Para ouvir durante a leitura:

22 comentários:

Anônimo disse...

Gostei demais Otávio. Não vou comentar. Quero voltar e reler. Estou ébria como esse pernilongo. Vou sair da taça,mas volto.

beijo,
Valéria

Anônimo disse...

Pude construir O NUNCA na camada fim da eternidade, do instante ligeiro da ilusão. Saudações de sua leitora. Jane Krist

Vera L disse...

Cheguei aqui...Li e reli.Na primeira lida: corri em cada cenário.Na segunda lida: contextualizei e dei formas...[sem tentar alterar nada]Um ventilador, q apesar de barulhento:nada altera.Havia a janela[ uma saída talvez?].Mas as vezes entendemos q existe saída, mas e aí? Tem dias q não quero nada.[mas gosto de saber q a janela continua ali]...Uma taça q modifica a cada angulo...O pernilongo? Tradução só tua.rsJuro que pronunciei: "sia" umas quatro vezes.rss [bobeira minha].

Bruna Nogueira disse...

Li umas três vezes até, enfim, visualizar algumas cenas... Certos elementos trago um pouco para mim: geografia, vinho, os lábios mordidos... Uma narrativa que foge das vulgares linearidades do "contar uma história". Parabéns pelo conto Otto! Espero ter outras grandes impressões aqui no teu recanto! Abraços!

Tiago do Valle disse...

Porra, que doidera... Minha cabeça já estava girando e eu quase vi pernilongos em todos os lados. É um elogio, claro. Daí a surpresa: se inspirou no Eduardo

Eduardo Paixão disse...

Acabei de reler esse texto,e é interessante pensar em quantas nuances são percebidas (ou não), quando a obra deixa de ser sua e passa a ser remodelada pelas várias leituras. Abraço irmão.

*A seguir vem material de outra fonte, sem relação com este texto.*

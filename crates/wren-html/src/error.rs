//! Parse failures and non-fatal parse issues.

use std::fmt;

use strum::IntoEnumIterator;
use strum_macros::Display;
use thiserror::Error;

use crate::cursor::Production;

/// A location in the parsed source.
///
/// `line` and `column` are 1-based; `column` counts characters, not bytes.
#[derive(Debug, Clone, Copy, PartialEq, Eq, Hash)]
pub struct Position {
    /// Byte offset into the source.
    pub offset: usize,
    /// Line number, starting at 1.
    pub line: usize,
    /// Column number within the line, starting at 1.
    pub column: usize,
}

impl Position {
    /// Resolve a byte offset in `source` to a line and column.
    ///
    /// Offsets past the end are clamped to the end of the source.
    #[must_use]
    pub fn locate(source: &str, offset: usize) -> Self {
        let offset = offset.min(source.len());
        let before = source.get(..offset).unwrap_or(source);
        let line_start = before.rfind('\n').map_or(0, |i| i + 1);

        Self {
            offset,
            line: before.matches('\n').count() + 1,
            column: before[line_start..].chars().count() + 1,
        }
    }
}

impl fmt::Display for Position {
    fn fmt(&self, f: &mut fmt::Formatter<'_>) -> fmt::Result {
        write!(f, "{}:{}", self.line, self.column)
    }
}

/// Why a parse failed. Parsing stops at the first failure and no partial
/// tree is returned.
#[derive(Debug, Clone, PartialEq, Eq, Error)]
pub enum ParseError {
    /// A close tag that does not name the innermost open element, or a
    /// close tag with no element open at all.
    #[error("[{position}] closing tag </{found}> doesn't match {}", describe_open(.expected.as_deref()))]
    MismatchedCloseTag {
        /// Tag name of the innermost open element, if any.
        expected: Option<String>,
        /// Tag name written in the close tag.
        found: String,
        /// Start of the close tag.
        position: Position,
    },

    /// An open tag whose attributes are not followed by `>`.
    #[error("[{position}] malformed open tag <{tag}>: expected `name=\"value\"` or `>`")]
    MalformedOpenTag {
        /// Tag name of the element being opened.
        tag: String,
        /// Where the `>` was expected.
        position: Position,
    },

    /// Nothing recognizable at the cursor: a stray `<`, or a comment with
    /// no `-->`.
    #[error("[{position}] no rules matched (tried {})", production_list())]
    NoProductionMatched {
        /// Where matching was attempted.
        position: Position,
    },

    /// Input ended with an element still open. Only reported in strict
    /// mode.
    #[error("[{position}] <{tag}> is never closed")]
    UnclosedElement {
        /// Tag name of the innermost open element.
        tag: String,
        /// Start of that element's open tag.
        position: Position,
    },
}

impl ParseError {
    /// Where in the source the failure was detected.
    #[must_use]
    pub const fn position(&self) -> Position {
        match self {
            Self::MismatchedCloseTag { position, .. }
            | Self::MalformedOpenTag { position, .. }
            | Self::NoProductionMatched { position }
            | Self::UnclosedElement { position, .. } => *position,
        }
    }
}

fn describe_open(expected: Option<&str>) -> String {
    expected.map_or_else(
        || String::from("any open element"),
        |tag| format!("open element <{tag}>"),
    )
}

fn production_list() -> String {
    Production::iter()
        .map(|production| production.to_string())
        .collect::<Vec<_>>()
        .join(", ")
}

/// The kind of a non-fatal [`ParseIssue`].
#[derive(Debug, Clone, Copy, PartialEq, Eq, Display)]
#[strum(serialize_all = "kebab-case")]
pub enum IssueKind {
    /// The same attribute name appeared twice in one open tag; the last
    /// value was kept.
    DuplicateAttribute,
    /// Input ended while the element was still open; it was closed
    /// implicitly.
    UnclosedElement,
}

/// A finding that did not stop the parse.
#[derive(Debug, Clone, PartialEq, Eq)]
pub struct ParseIssue {
    /// What kind of finding this is.
    pub kind: IssueKind,
    /// Human-readable description.
    pub message: String,
    /// Where it was found.
    pub position: Position,
}

impl fmt::Display for ParseIssue {
    fn fmt(&self, f: &mut fmt::Formatter<'_>) -> fmt::Result {
        write!(f, "[{}] {}: {}", self.position, self.kind, self.message)
    }
}
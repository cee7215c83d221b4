//! Tests for comparing parsed fragments against expected shapes.

use wren_html::expect::{ExpectedNode, check_fragment, matches_fragment};
use wren_html::{Node, parse};

fn nodes(input: &str) -> Vec<Node> {
    parse(input).unwrap()
}

#[test]
fn test_matching_shape() {
    let expected = vec![
        ExpectedNode::element("p").with_children(vec![
            ExpectedNode::text("Hi "),
            ExpectedNode::element("b").with_children(vec![ExpectedNode::text("there")]),
            ExpectedNode::comment("c"),
        ]),
    ];
    assert!(matches_fragment(&nodes("<p>Hi <b>there</b><!--c--></p>"), &expected));
}

#[test]
fn test_length_mismatch_fails() {
    let expected = vec![ExpectedNode::element("p")];
    let mismatch = check_fragment(&nodes("<p></p><p></p>"), &expected).unwrap_err();
    assert_eq!(mismatch.path, "");
    assert_eq!(mismatch.reason, "expected 1 nodes, found 2");
}

#[test]
fn test_kind_mismatch_fails() {
    let expected = vec![ExpectedNode::text("p")];
    assert!(!matches_fragment(&nodes("<p></p>"), &expected));
    let expected = vec![ExpectedNode::comment("x")];
    assert!(!matches_fragment(&nodes("x"), &expected));
}

#[test]
fn test_tag_comparison_is_exact() {
    let expected = vec![ExpectedNode::element("p")];
    assert!(!matches_fragment(&nodes("<P></p>"), &expected));
}

#[test]
fn test_nested_mismatch_fails_whole_comparison() {
    let expected = vec![
        ExpectedNode::element("div").with_children(vec![
            ExpectedNode::element("span").with_children(vec![ExpectedNode::text("wrong")]),
        ]),
    ];
    let mismatch = check_fragment(&nodes("<div><span>right</span></div>"), &expected).unwrap_err();
    assert_eq!(mismatch.path, "[0].children[0].children[0]");
    assert!(mismatch.to_string().starts_with("at [0].children[0].children[0]: text:"));
}

#[test]
fn test_extra_actual_attributes_are_ignored() {
    let expected = vec![ExpectedNode::element("a").with_attr("href", "/")];
    assert!(matches_fragment(
        &nodes(r#"<a href="/" class="nav"></a>"#),
        &expected
    ));
}

#[test]
fn test_missing_or_different_attribute_fails() {
    let expected = vec![ExpectedNode::element("a").with_attr("href", "/")];
    assert!(!matches_fragment(&nodes("<a></a>"), &expected));
    assert!(!matches_fragment(&nodes(r#"<a href="/x"></a>"#), &expected));
}

#[test]
fn test_attributes_on_non_element_fail() {
    let expected = vec![ExpectedNode::text("t").with_attr("id", "x")];
    assert!(!matches_fragment(&nodes("t"), &expected));
}

#[test]
fn test_omitted_children_require_none() {
    let expected = vec![ExpectedNode::element("p")];
    assert!(matches_fragment(&nodes("<p></p>"), &expected));
    let mismatch = check_fragment(&nodes("<p>x</p>"), &expected).unwrap_err();
    assert_eq!(mismatch.reason, "expected no children, found 1");
}

#[test]
fn test_expected_nodes_from_json() {
    let expected: Vec<ExpectedNode> = serde_json::from_str(
        r#"[{ "tag": "input", "attributes": { "type": "text" } }, { "text": "after" }]"#,
    )
    .unwrap();
    assert!(matches_fragment(&nodes(r#"<input type="text">after"#), &expected));
}

#[test]
fn test_unknown_json_fields_are_rejected() {
    let result: Result<Vec<ExpectedNode>, _> = serde_json::from_str(r#"[{ "tagName": "p" }]"#);
    assert!(result.is_err());
}
//! Tests for anchored matching on the input cursor.

use strum::IntoEnumIterator;
use wren_html::cursor::{Cursor, Pattern, Production};

#[test]
fn test_match_advances_cursor() {
    let mut cursor = Cursor::new("<div class=\"a\">");
    let open = cursor.try_consume(Pattern::OpenTagStart).unwrap();

    assert_eq!(open.start, 0);
    assert_eq!(open.text, "<div");
    assert_eq!(open.group(1), "div");
    assert_eq!(cursor.offset(), 4);
    assert_eq!(cursor.remaining(), " class=\"a\">");
}

#[test]
fn test_failed_match_leaves_cursor_in_place() {
    let mut cursor = Cursor::new("text<b>");
    assert!(cursor.try_consume(Pattern::OpenTagStart).is_none());
    assert!(cursor.try_consume(Pattern::Comment).is_none());
    assert_eq!(cursor.offset(), 0);
}

#[test]
fn test_matching_is_anchored() {
    // The open tag exists further ahead but must not be found
    let mut cursor = Cursor::new("abc<b>");
    assert!(cursor.try_consume(Pattern::OpenTagStart).is_none());

    let text = cursor.try_consume(Pattern::Text).unwrap();
    assert_eq!(text.group(1), "abc");
    let open = cursor.try_consume(Pattern::OpenTagStart).unwrap();
    assert_eq!(open.start, 3);
}

#[test]
fn test_attribute_groups() {
    let mut cursor = Cursor::new("\n  data-id=\"\">");
    let attribute = cursor.try_consume(Pattern::Attribute).unwrap();
    assert_eq!(attribute.group(1), "data-id");
    assert_eq!(attribute.group(2), "");
    assert!(cursor.try_consume(Pattern::OpenTagEnd).is_some());
    assert!(cursor.is_at_end());
}

#[test]
fn test_missing_group_reads_as_empty() {
    let mut cursor = Cursor::new(">");
    let end = cursor.try_consume(Pattern::OpenTagEnd).unwrap();
    assert_eq!(end.group(0), "");
    assert_eq!(end.group(1), "");
}

#[test]
fn test_comment_is_lazy() {
    let mut cursor = Cursor::new("<!--a-->b-->");
    let comment = cursor.try_consume(Pattern::Comment).unwrap();
    assert_eq!(comment.group(1), "a");
    assert_eq!(cursor.remaining(), "b-->");
}

#[test]
fn test_close_tag_requires_immediate_gt() {
    let mut cursor = Cursor::new("</p >");
    assert!(cursor.try_consume(Pattern::CloseTag).is_none());
    let mut cursor = Cursor::new("</p>");
    assert_eq!(cursor.try_consume(Pattern::CloseTag).unwrap().group(1), "p");
}

#[test]
fn test_text_stops_before_less_than() {
    let mut cursor = Cursor::new("a > b <c");
    assert_eq!(cursor.try_consume(Pattern::Text).unwrap().group(1), "a > b ");
    assert!(cursor.try_consume(Pattern::Text).is_none());
}

#[test]
fn test_productions_are_tried_in_priority_order() {
    let order: Vec<String> = Production::iter().map(|p| p.to_string()).collect();
    assert_eq!(order, ["open-tag", "comment", "close-tag", "text"]);
    assert_eq!(Production::OpenTag.pattern(), Pattern::OpenTagStart);
}

#[test]
fn test_empty_cursor_is_at_end() {
    let mut cursor = Cursor::new("");
    assert!(cursor.is_at_end());
    assert!(cursor.try_consume(Pattern::Text).is_none());
}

Adriana Espinelli disse...

Oi, querido Otto! Eita, que dom para escrever, hein? Vc é excelente com as palavras. Parabéns! Qto ao seu conto, não consigo deixar de ver a beleza que há nos porões da alma humana! Sou um caso perdido???!!! Rsrs. Bjok

Antonio Maria disse...

Não conheço as expressões do Eduardo, mas sei que o universo é fértil em escrever cenas assim, frutos da nossa amarga estupidez cotidiana.

Jane Krist disse...

" Vibrar tortuoso das cordas do violão ... e as cenas da queda na altura do som - quais notas tocavam? - BRAVO OTTO ... Sabe que quando leio seus textos me alimento por séculos e horas. Um abraço.

Dalva Molina disse...

Otto, é tão cedo ainda para que eu erga uma taça ao seu conto. Sei que o farei à noite, quando o silêncio começará a dar licença às catedrais pontiagudas de tantas lembranças em taças esquecidas. Tenha um bom dia!

Jorge Cortás disse...

Não resisti, Otto. Hoje é domingo. Abri uma garrafa de vinho tinto. Abraço.

Almma disse...

"E vêm à toda as fraquezas humanas benzidas com o bom e velho vinho. Assim seja diria sem mover os músculos da face, o Padre".De um mergulho no ser humano de fazer revirar as entranhas, esse teu conto. Parabéns.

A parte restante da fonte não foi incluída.